§ **WHAT IS EXPECTED**
Could you return every line of the records below that contains the word "None"?

§ **RECORD SET**
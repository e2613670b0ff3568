//! End-to-end run orchestration.
//!
//! [`PipelineBuilder`] collects the loaded inputs, validates them as a set
//! (the per-table checks already happened at load time) and resolves the
//! derived indices once.  [`Pipeline::run`] then executes the stages in
//! fixed order:
//!
//! 1. demand estimation per zone,
//! 2. nearest-depot assignment per (zone, courier),
//! 3. parcel synthesis,
//! 4. UCC rerouting (UCC scenario only),
//!
//! and returns the parcel set together with run-level KPIs.  Under the UCC
//! scenario the pre-rerouting parcel set is kept as the reference snapshot
//! so both can be written side by side.

use std::collections::BTreeMap;
use std::time::Instant;

use pg_carrier::{
    ConsolidationTable, CourierRegistry, Depot, DepotIndex, MarketShares, VehicleShares,
};
use pg_core::{ScenarioConfig, ScenarioLabel};
use pg_demand::estimate_all;
use pg_skim::{ParcelSkim, RepairRules, SkimMatrix};
use pg_zones::{ZoneIndex, ZoneTable};

use crate::assign::assign_depots;
use crate::kpi::{Kpi, KpiValue};
use crate::synth::{synthesize, Parcel};
use crate::ucc::reroute_via_ucc;
use crate::{GenError, GenResult};

// ── RunOutput ─────────────────────────────────────────────────────────────────

/// Everything a run produces.
pub struct RunOutput {
    /// Final parcel set, IDs dense `1..=len`.
    pub parcels: Vec<Parcel>,

    /// Pre-rerouting snapshot; present only under the UCC scenario.
    pub reference: Option<Vec<Parcel>>,

    /// Number of parcels redirected through a UCC (0 under REF).
    pub redirected: usize,

    pub kpi: Kpi,
}

// ── PipelineBuilder ───────────────────────────────────────────────────────────

/// Fluent collector for the run's inputs.
///
/// ```no_run
/// # use pg_gen::PipelineBuilder;
/// # fn demo(config: pg_core::ScenarioConfig, zones: pg_zones::ZoneTable,
/// #         skim: pg_skim::SkimMatrix, registry: pg_carrier::CourierRegistry,
/// #         shares: pg_carrier::MarketShares, depots: Vec<pg_carrier::Depot>)
/// # -> pg_gen::GenResult<()> {
/// let output = PipelineBuilder::new(config)
///     .zones(zones)
///     .skim(skim)
///     .couriers(registry, shares)
///     .depots(depots)
///     .build()?
///     .run()?;
/// # Ok(()) }
/// ```
pub struct PipelineBuilder {
    config:         ScenarioConfig,
    zones:          Option<ZoneTable>,
    skim:           Option<SkimMatrix>,
    repair:         RepairRules,
    registry:       Option<CourierRegistry>,
    shares:         Option<MarketShares>,
    depots:         Vec<Depot>,
    consolidation:  Option<ConsolidationTable>,
    vehicle_shares: Option<VehicleShares>,
}

impl PipelineBuilder {
    pub fn new(config: ScenarioConfig) -> PipelineBuilder {
        PipelineBuilder {
            config,
            zones: None,
            skim: None,
            repair: RepairRules::default(),
            registry: None,
            shares: None,
            depots: Vec::new(),
            consolidation: None,
            vehicle_shares: None,
        }
    }

    pub fn zones(mut self, zones: ZoneTable) -> Self {
        self.zones = Some(zones);
        self
    }

    /// Raw travel-time skim in seconds; repaired during [`build`](Self::build).
    pub fn skim(mut self, skim: SkimMatrix) -> Self {
        self.skim = Some(skim);
        self
    }

    /// Override the default skim repair rules.
    pub fn repair(mut self, repair: RepairRules) -> Self {
        self.repair = repair;
        self
    }

    pub fn couriers(mut self, registry: CourierRegistry, shares: MarketShares) -> Self {
        self.registry = Some(registry);
        self.shares = Some(shares);
        self
    }

    pub fn depots(mut self, depots: Vec<Depot>) -> Self {
        self.depots = depots;
        self
    }

    /// UCC policy tables; required iff the scenario label is `UCC`.
    pub fn ucc_policy(
        mut self,
        consolidation:  ConsolidationTable,
        vehicle_shares: VehicleShares,
    ) -> Self {
        self.consolidation = Some(consolidation);
        self.vehicle_shares = Some(vehicle_shares);
        self
    }

    /// Cross-validate the input set and resolve the derived indices.
    pub fn build(self) -> GenResult<Pipeline> {
        self.config.validate()?;

        let zones = required_input("zone table", self.zones)?;
        let mut skim = required_input("travel-time skim", self.skim)?;
        let registry = required_input("courier registry", self.registry)?;
        let shares = required_input("market shares", self.shares)?;
        if self.depots.is_empty() {
            return Err(GenError::Configuration("no depots supplied".to_owned()));
        }
        if shares.len() != registry.len() {
            return Err(GenError::Configuration(format!(
                "{} couriers but {} market shares",
                registry.len(),
                shares.len()
            )));
        }

        let ucc_policy = match self.config.label {
            ScenarioLabel::Reference => None,
            ScenarioLabel::Ucc => {
                let consolidation =
                    required_input("consolidation table (UCC scenario)", self.consolidation)?;
                let vehicle_shares =
                    required_input("vehicle share table (UCC scenario)", self.vehicle_shares)?;
                Some((consolidation, vehicle_shares))
            }
        };

        let zone_index = ZoneIndex::build(
            &zones,
            self.config.supra_zone_count,
            self.config.supra_zone_offset,
        );
        skim.check_dimension(zone_index.len())?;
        self.repair.apply(&mut skim)?;

        let depot_index = DepotIndex::build(&self.depots, &registry, &zone_index)?;
        let parcel_skim = ParcelSkim::build(&skim, &depot_index.positions());

        Ok(Pipeline {
            config: self.config,
            zones,
            zone_index,
            registry,
            shares,
            depot_index,
            parcel_skim,
            ucc_policy,
        })
    }
}

// ── Pipeline ──────────────────────────────────────────────────────────────────

/// A validated, ready-to-run generator.  [`run`](Self::run) is read-only and
/// deterministic for a fixed input set, so one pipeline can run repeatedly.
#[derive(Debug)]
pub struct Pipeline {
    config:      ScenarioConfig,
    zones:       ZoneTable,
    zone_index:  ZoneIndex,
    registry:    CourierRegistry,
    shares:      MarketShares,
    depot_index: DepotIndex,
    parcel_skim: ParcelSkim,
    ucc_policy:  Option<(ConsolidationTable, VehicleShares)>,
}

impl Pipeline {
    pub fn config(&self) -> &ScenarioConfig {
        &self.config
    }

    /// Execute all stages and collect KPIs.
    pub fn run(&self) -> GenResult<RunOutput> {
        let started = Instant::now();
        log::info!(
            "run start: scenario {}, {} zones, {} couriers, {} depots, seed {}",
            self.config.label,
            self.zones.len(),
            self.registry.len(),
            self.depot_index.len(),
            self.config.seed
        );

        let demand = estimate_all(&self.zones, &self.shares, &self.config);
        let demand_total: u64 = demand.iter().map(|zd| zd.total).sum();
        let emitted: u64 = demand.iter().map(|zd| zd.emitted()).sum();
        log::info!("demand estimated: {demand_total} parcels over {} zones", demand.len());

        let assignments = assign_depots(
            &demand,
            &self.zone_index,
            &self.depot_index,
            &self.parcel_skim,
            &self.registry,
        )?;
        log::info!("depots assigned: {} (zone, courier) pairs", assignments.len());

        let mut parcels = synthesize(&demand, &assignments, &self.registry)?;
        log::info!("parcels synthesized: {}", parcels.len());

        let (reference, redirected) = match &self.ucc_policy {
            None => (None, 0),
            Some((consolidation, vehicle_shares)) => {
                let snapshot = parcels.clone();
                let redirected = reroute_via_ucc(
                    &mut parcels,
                    &self.zones,
                    consolidation,
                    vehicle_shares,
                    self.config.seed,
                )?;
                log::info!("UCC rerouting: {redirected} parcels redirected");
                (Some(snapshot), redirected)
            }
        };

        let runtime = started.elapsed().as_secs_f64();
        let kpi = self.collect_kpi(&parcels, demand_total, emitted, redirected, runtime);
        log::info!("run done: {} parcels in {runtime:.3}s", parcels.len());

        Ok(RunOutput { parcels, reference, redirected, kpi })
    }

    fn collect_kpi(
        &self,
        parcels:      &[Parcel],
        demand_total: u64,
        emitted:      u64,
        redirected:   usize,
        runtime:      f64,
    ) -> Kpi {
        let mut per_courier = BTreeMap::new();
        for id in self.registry.ids() {
            let count = parcels.iter().filter(|p| p.courier == id).count();
            per_courier.insert(self.registry.code(id).to_owned(), KpiValue::Int(count as i64));
        }

        let mut kpi = Kpi::new();
        kpi.set_text("scenario", &self.config.label.to_string());
        kpi.set_int("seed", self.config.seed as i64);
        kpi.set_int("zones", self.zones.len() as i64);
        kpi.set_int("demand_total", demand_total as i64);
        kpi.set_int("parcels_emitted", emitted as i64);
        kpi.set_int("parcels_total", parcels.len() as i64);
        kpi.set_int("parcels_redirected", redirected as i64);
        kpi.set_map("parcels_per_courier", per_courier);
        kpi.set_float("runtime_s", runtime);
        kpi
    }
}

fn required_input<T>(name: &str, value: Option<T>) -> GenResult<T> {
    value.ok_or_else(|| GenError::Configuration(format!("pipeline input missing: {name}")))
}
//! Deterministic run-level and per-parcel RNG wrappers.
//!
//! # Determinism strategy
//!
//! Every UCC decision for parcel `i` draws from a `ParcelRng` seeded by:
//!
//!   seed = run_seed XOR (i * MIXING_CONSTANT)
//!
//! The mixing constant is the 64-bit fractional part of the golden ratio,
//! which spreads consecutive parcel indices uniformly across the seed space.
//! This means:
//!
//! - Draws are a pure function of (run seed, parcel index) — the rerouting
//!   pass produces identical output whether it runs sequentially or on a
//!   Rayon pool.
//! - Appending parcels at the end of the list does not disturb the draws of
//!   existing parcels.

use rand::rngs::SmallRng;
use rand::{Rng, SeedableRng};

/// 64-bit fractional golden-ratio constant for seed mixing.
const MIXING_CONSTANT: u64 = 0x9e37_79b9_7f4a_7c15;

// ── RunRng ────────────────────────────────────────────────────────────────────

/// Run-level RNG for operations outside the per-parcel rerouting pass.
///
/// Threaded explicitly through the pipeline instead of an ambient global
/// generator so runs are reproducible and components are testable alone.
pub struct RunRng(SmallRng);

impl RunRng {
    pub fn new(seed: u64) -> Self {
        RunRng(SmallRng::seed_from_u64(seed))
    }

    /// Uniform draw in `[0, 1)`.
    #[inline]
    pub fn unit(&mut self) -> f64 {
        self.0.r#gen::<f64>()
    }

    /// Derive a child `RunRng` with a different seed offset.
    pub fn child(&mut self, offset: u64) -> RunRng {
        let child_seed: u64 = self.0.r#gen::<u64>() ^ offset.wrapping_mul(MIXING_CONSTANT);
        RunRng(SmallRng::seed_from_u64(child_seed))
    }
}

// ── ParcelRng ─────────────────────────────────────────────────────────────────

/// Per-parcel deterministic RNG for the UCC rerouting pass.
///
/// The consolidation draw and the vehicle resample for one parcel both come
/// from the same `ParcelRng`, in that order.
pub struct ParcelRng(SmallRng);

impl ParcelRng {
    /// Seed deterministically from the run seed and a parcel's 0-based index.
    pub fn for_parcel(run_seed: u64, parcel_index: usize) -> Self {
        let seed = run_seed ^ (parcel_index as u64).wrapping_mul(MIXING_CONSTANT);
        ParcelRng(SmallRng::seed_from_u64(seed))
    }

    /// Uniform draw in `[0, 1)`.
    #[inline]
    pub fn unit(&mut self) -> f64 {
        self.0.r#gen::<f64>()
    }
}
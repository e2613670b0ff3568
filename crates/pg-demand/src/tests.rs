//! Unit tests for pg-demand.

use pg_core::{ScenarioConfig, ScenarioLabel, ZoneNum};
use pg_carrier::{CourierRegistry, MarketShares};
use pg_zones::{Zone, ZoneTable};

use crate::{estimate_all, estimate_zone, split_by_courier};

fn cfg() -> ScenarioConfig {
    ScenarioConfig {
        label: ScenarioLabel::Reference,
        parcels_per_hh: 0.2,
        parcels_per_empl: 0.1,
        success_rate_b2c: 1.0,
        success_rate_b2b: 1.0,
        seed: 1,
        supra_zone_count: 0,
        supra_zone_offset: 0,
    }
}

fn zone(num: u32, households: f64, employment: f64) -> Zone {
    Zone {
        num: ZoneNum(num),
        x: 0.0,
        y: 0.0,
        households,
        employment,
        zez: false,
        ucc_zone: None,
    }
}

fn shares(pairs: &[(&str, f64)]) -> MarketShares {
    let owned: Vec<(String, f64)> = pairs.iter().map(|(c, s)| (c.to_string(), *s)).collect();
    let registry = CourierRegistry::new(owned.iter().map(|(c, _)| c.clone()).collect());
    MarketShares::new(&owned, &registry).unwrap()
}

#[cfg(test)]
mod totals {
    use super::*;

    #[test]
    fn household_and_employment_terms_add() {
        // 100 × 0.2 + 50 × 0.1 = 25
        assert_eq!(estimate_zone(&zone(1, 100.0, 50.0), &cfg()), 25);
    }

    #[test]
    fn success_rates_inflate_demand() {
        let mut c = cfg();
        c.success_rate_b2c = 0.5;
        // 100 × 0.2 / 0.5 = 40
        assert_eq!(estimate_zone(&zone(1, 100.0, 0.0), &c), 40);
    }

    #[test]
    fn rounds_half_away_from_zero() {
        // 17 × 0.2 = 3.4 → 3; 18 × 0.2 = 3.6 → 4; 12.5 → 13.
        assert_eq!(estimate_zone(&zone(1, 17.0, 0.0), &cfg()), 3);
        assert_eq!(estimate_zone(&zone(1, 18.0, 0.0), &cfg()), 4);
        assert_eq!(estimate_zone(&zone(1, 62.5, 0.0), &cfg()), 13);
    }

    #[test]
    fn empty_zone_has_zero_demand() {
        assert_eq!(estimate_zone(&zone(1, 0.0, 0.0), &cfg()), 0);
    }
}

#[cfg(test)]
mod splits {
    use super::*;

    #[test]
    fn exact_shares_split_exactly() {
        let s = shares(&[("DHL", 0.6), ("DPD", 0.4)]);
        assert_eq!(split_by_courier(20, &s), [12, 8]);
    }

    #[test]
    fn independent_rounding_can_drift_from_total() {
        // Three couriers at 1/3 each of 100 → 33 + 33 + 33 = 99 ≠ 100.
        let third = 1.0 / 3.0;
        let s = shares(&[("A", third), ("B", third), ("C", third)]);
        let split = split_by_courier(100, &s);
        assert_eq!(split, [33, 33, 33]);
        assert_eq!(split.iter().sum::<u64>(), 99);
    }

    #[test]
    fn zero_share_courier_gets_nothing() {
        let s = shares(&[("DHL", 0.6), ("DPD", 0.0)]);
        assert_eq!(split_by_courier(20, &s), [12, 0]);
    }
}

#[cfg(test)]
mod all_zones {
    use super::*;

    #[test]
    fn iterates_zones_in_ascending_order() {
        let zones =
            ZoneTable::new(vec![zone(30, 10.0, 0.0), zone(10, 20.0, 0.0), zone(20, 0.0, 0.0)])
                .unwrap();
        let s = shares(&[("DHL", 0.6), ("DPD", 0.4)]);
        let demand = estimate_all(&zones, &s, &cfg());

        let nums: Vec<u32> = demand.iter().map(|d| d.zone.0).collect();
        assert_eq!(nums, [10, 20, 30]);
        assert_eq!(demand[0].total, 4);
        assert_eq!(demand[1].total, 0);
        assert_eq!(demand[1].emitted(), 0);
        assert_eq!(demand[2].total, 2);
    }

    #[test]
    fn emitted_matches_split_sum() {
        let zones = ZoneTable::new(vec![zone(1, 100.0, 0.0)]).unwrap();
        let s = shares(&[("DHL", 0.6), ("DPD", 0.4)]);
        let demand = estimate_all(&zones, &s, &cfg());
        assert_eq!(demand[0].emitted(), demand[0].by_courier.iter().sum::<u64>());
    }
}
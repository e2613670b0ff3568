use thiserror::Error;

#[derive(Debug, Error)]
pub enum SkimError {
    /// Flat array length is not a perfect square.
    #[error("data consistency error: skim length {0} is not a perfect square")]
    NotSquare(usize),

    /// Matrix dimension disagrees with the zone index.
    #[error("data consistency error: skim dimension {skim} does not match zone count {zones}")]
    DimensionMismatch { skim: usize, zones: usize },

    /// A repair rule references a cell outside the matrix.
    #[error("configuration error: defective cell ({0}, {1}) outside matrix of dimension {2}")]
    CellOutOfRange(u32, u32, usize),

    /// Negative cost in the input data.
    #[error("data consistency error: negative cost {value} at flat index {index}")]
    NegativeCost { index: usize, value: f64 },

    #[error("skim parse error: {0}")]
    Parse(String),

    #[error("I/O error: {0}")]
    Io(#[from] std::io::Error),
}

pub type SkimResult<T> = Result<T, SkimError>;
//! Unit tests for pg-core primitives.

#[cfg(test)]
mod ids {
    use crate::{DepotId, MatrixPos, ParcelId, SegmentId, ZoneNum};

    #[test]
    fn matrix_pos_is_one_based() {
        assert_eq!(MatrixPos(1).index(), 0);
        assert_eq!(MatrixPos(500).index(), 499);
        assert_eq!(MatrixPos::from_index(0), MatrixPos(1));
    }

    #[test]
    fn ordering() {
        assert!(ZoneNum(100) < ZoneNum(101));
        assert!(ParcelId(1) < ParcelId(2));
    }

    #[test]
    fn invalid_sentinels_are_max() {
        assert_eq!(ZoneNum::INVALID.0, u32::MAX);
        assert_eq!(DepotId::INVALID.0, u32::MAX);
        assert_eq!(ParcelId::default(), ParcelId::INVALID);
    }

    #[test]
    fn parcels_segment_index() {
        assert_eq!(SegmentId::PARCELS.0, 6);
    }

    #[test]
    fn display_is_bare_number() {
        assert_eq!(ZoneNum(42).to_string(), "42");
        assert_eq!(MatrixPos(42).to_string(), "#42");
    }
}

#[cfg(test)]
mod vehicle {
    use crate::{UccVehicle, VehicleType};

    #[test]
    fn van_is_default_code() {
        assert_eq!(VehicleType::VAN, VehicleType(7));
        assert_eq!(UccVehicle::Van.vehicle_type(), VehicleType::VAN);
    }

    #[test]
    fn bucket_to_code_mapping() {
        let codes: Vec<u8> = UccVehicle::ALL.iter().map(|v| v.vehicle_type().0).collect();
        assert_eq!(codes, [8, 9, 7, 1, 5, 6, 6]);
    }
}

#[cfg(test)]
mod config {
    use crate::{ScenarioConfig, ScenarioLabel};

    fn base() -> ScenarioConfig {
        ScenarioConfig {
            label: ScenarioLabel::Reference,
            parcels_per_hh: 0.195,
            parcels_per_empl: 0.073,
            success_rate_b2c: 0.75,
            success_rate_b2b: 0.88,
            seed: 1,
            supra_zone_count: ScenarioConfig::DEFAULT_SUPRA_COUNT,
            supra_zone_offset: ScenarioConfig::DEFAULT_SUPRA_OFFSET,
        }
    }

    #[test]
    fn valid_config_passes() {
        base().validate().unwrap();
    }

    #[test]
    fn zero_success_rate_rejected() {
        let mut cfg = base();
        cfg.success_rate_b2c = 0.0;
        assert!(cfg.validate().is_err());
    }

    #[test]
    fn negative_demand_rate_rejected() {
        let mut cfg = base();
        cfg.parcels_per_empl = -0.1;
        assert!(cfg.validate().is_err());
    }

    #[test]
    fn label_parsing() {
        assert_eq!(ScenarioLabel::parse("REF").unwrap(), ScenarioLabel::Reference);
        assert_eq!(ScenarioLabel::parse(" UCC ").unwrap(), ScenarioLabel::Ucc);
        assert!(ScenarioLabel::parse("BAU").is_err());
    }
}

#[cfg(test)]
mod rng {
    use crate::{ParcelRng, RunRng};

    #[test]
    fn deterministic_same_seed() {
        let mut r1 = RunRng::new(12345);
        let mut r2 = RunRng::new(12345);
        for _ in 0..100 {
            assert_eq!(r1.unit(), r2.unit());
        }
    }

    #[test]
    fn parcel_rng_is_index_local() {
        let mut a = ParcelRng::for_parcel(7, 3);
        let mut b = ParcelRng::for_parcel(7, 3);
        let mut c = ParcelRng::for_parcel(7, 4);
        let (va, vb, vc) = (a.unit(), b.unit(), c.unit());
        assert_eq!(va, vb);
        assert_ne!(va, vc, "draws for adjacent parcels should diverge");
    }

    #[test]
    fn unit_in_range() {
        let mut rng = RunRng::new(0);
        for _ in 0..1000 {
            let v = rng.unit();
            assert!((0.0..1.0).contains(&v));
        }
    }
}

§ **YOUR SOLUTION**
            zones: None,
            skim: None,
            registry: None,
            shares: None,
            consolidation: None,
            vehicle_shares: None,
            ScenarioLabel::Reference => None,
            None => (None, 0),
        ucc_zone: None,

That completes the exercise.